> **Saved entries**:
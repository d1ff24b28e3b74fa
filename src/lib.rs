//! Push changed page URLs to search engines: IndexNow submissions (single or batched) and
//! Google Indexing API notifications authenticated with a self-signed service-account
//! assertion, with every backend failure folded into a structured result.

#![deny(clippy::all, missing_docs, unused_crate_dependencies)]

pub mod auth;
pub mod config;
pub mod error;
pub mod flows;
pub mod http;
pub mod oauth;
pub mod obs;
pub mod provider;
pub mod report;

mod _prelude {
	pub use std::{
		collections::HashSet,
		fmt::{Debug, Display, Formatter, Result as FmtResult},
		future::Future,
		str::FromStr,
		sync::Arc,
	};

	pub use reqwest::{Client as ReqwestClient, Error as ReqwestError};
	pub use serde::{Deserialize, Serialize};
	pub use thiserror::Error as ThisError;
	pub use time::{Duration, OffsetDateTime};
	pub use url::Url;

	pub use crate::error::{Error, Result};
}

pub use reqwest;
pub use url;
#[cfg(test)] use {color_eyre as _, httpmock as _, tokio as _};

> **Your task**: Work out how many lines in the preceding data include the word "reqwest". State only that number.

> **Exercise response**: 2